1Department of Mathematics, Khorasgan Branch, Islamic Azad University, Isfahan 81595-158, Iran
2Department of Mathematics, University Putra Malaysia, (UPM), Serdang, 43400 Selangor, Malaysia
3Department of Mathematics, Mobarakeh Branch, Islamic Azad University, Isfahan, Iran

Received 12 January 2013; Revised 14 May 2013; Accepted 29 May 2013

Academic Editor: Mufid Abudiab

Copyright © 2013 Majid Tavassoli Kajani et al.
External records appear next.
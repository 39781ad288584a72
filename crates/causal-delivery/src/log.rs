//! Append-only log of delivered messages.

use causal_core::{Message, ProcessId};

/// Messages in the order this process delivered them.
#[derive(Clone, Debug, Default)]
pub struct DeliveredLog {
    entries: Vec<Message>,
}

impl DeliveredLog {
    pub fn new() -> Self {
        Self {
            entries: Vec::new(),
        }
    }

    pub fn append(&mut self, message: Message) {
        self.entries.push(message);
    }

    /// Entries appended after the first `cursor` ones.
    ///
    /// A cursor past the end yields an empty slice.
    pub fn since(&self, cursor: usize) -> &[Message] {
        self.entries.get(cursor..).unwrap_or(&[])
    }

    pub fn entries(&self) -> &[Message] {
        &self.entries
    }

    /// `(sender, content)` pairs in delivery order.
    pub fn pairs(&self) -> Vec<(ProcessId, String)> {
        self.entries
            .iter()
            .map(|m| (m.sender().clone(), m.content().to_string()))
            .collect()
    }

    pub fn len(&self) -> usize {
        self.entries.len()
    }

    pub fn is_empty(&self) -> bool {
        self.entries.is_empty()
    }
}
//! Node configuration.

use causal_core::{Membership, MembershipError, ProcessId};
use causal_delivery::DeliveryPolicy;

/// Default capacity of a node's command queue.
pub const DEFAULT_COMMAND_CAPACITY: usize = 256;

/// Configuration for one chat node.
#[derive(Clone, Debug)]
pub struct NodeConfig {
    /// This node's identity; must be a member.
    pub process_id: ProcessId,
    /// The fixed set of processes in the cluster.
    pub membership: Membership,
    /// Bound on queued `send`/`ingest`/`shutdown` commands.
    pub command_capacity: usize,
    /// Which deliverability predicate to apply.
    pub delivery_policy: DeliveryPolicy,
}

impl NodeConfig {
    pub fn builder(process_id: impl Into<ProcessId>, membership: Membership) -> NodeConfigBuilder {
        NodeConfigBuilder::new(process_id, membership)
    }
}

/// Builder for node configuration.
pub struct NodeConfigBuilder {
    config: NodeConfig,
}

impl NodeConfigBuilder {
    pub fn new(process_id: impl Into<ProcessId>, membership: Membership) -> Self {
        Self {
            config: NodeConfig {
                process_id: process_id.into(),
                membership,
                command_capacity: DEFAULT_COMMAND_CAPACITY,
                delivery_policy: DeliveryPolicy::default(),
            },
        }
    }

    pub fn command_capacity(mut self, capacity: usize) -> Self {
        self.config.command_capacity = capacity;
        self
    }

    pub fn delivery_policy(mut self, policy: DeliveryPolicy) -> Self {
        self.config.delivery_policy = policy;
        self
    }

    /// Finish the configuration.
    ///
    /// Fails if the process is not a member of the cluster. A zero command
    /// capacity is raised to one.
    pub fn build(mut self) -> Result<NodeConfig, MembershipError> {
        self.config
            .membership
            .ensure_member(&self.config.process_id)?;
        self.config.command_capacity = self.config.command_capacity.max(1);
        Ok(self.config)
    }
}

#[cfg(test)]
mod tests {
    use super::*;

    #[test]
    fn test_defaults() {
        let config = NodeConfig::builder("0", Membership::numbered(3))
            .build()
            .unwrap();

        assert_eq!(config.process_id, ProcessId::new("0"));
        assert_eq!(config.command_capacity, DEFAULT_COMMAND_CAPACITY);
        assert_eq!(config.delivery_policy, DeliveryPolicy::CausalFifo);
    }

    #[test]
    fn test_builder_overrides() {
        let config = NodeConfig::builder("2", Membership::numbered(3))
            .command_capacity(0)
            .delivery_policy(DeliveryPolicy::Causal)
            .build()
            .unwrap();

        assert_eq!(config.command_capacity, 1);
        assert_eq!(config.delivery_policy, DeliveryPolicy::Causal);
    }

    #[test]
    fn test_non_member_rejected() {
        let err = NodeConfig::builder("7", Membership::numbered(3))
            .build()
            .unwrap_err();
        assert_eq!(err, MembershipError::NotAMember(ProcessId::new("7")));
    }
}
This is an open access article distributed under the Creative Commons Attribution License, which permits unrestricted use, distribution, and reproduction in any medium, provided the original work is properly cited.

Abstract

We propose a pseudospectral method for solving the Thomas-Fermi equation which is a nonlinear ordinary differential equation on semi-infinite interval. This approach is based on the rational third-kind Chebyshev pseudospectral method that is indeed a combination of Tau and collocation methods. This method reduces the solution of this problem to the solution of a system of algebraic equations. Comparison with some numerical solutions shows that the present solution is highly accurate.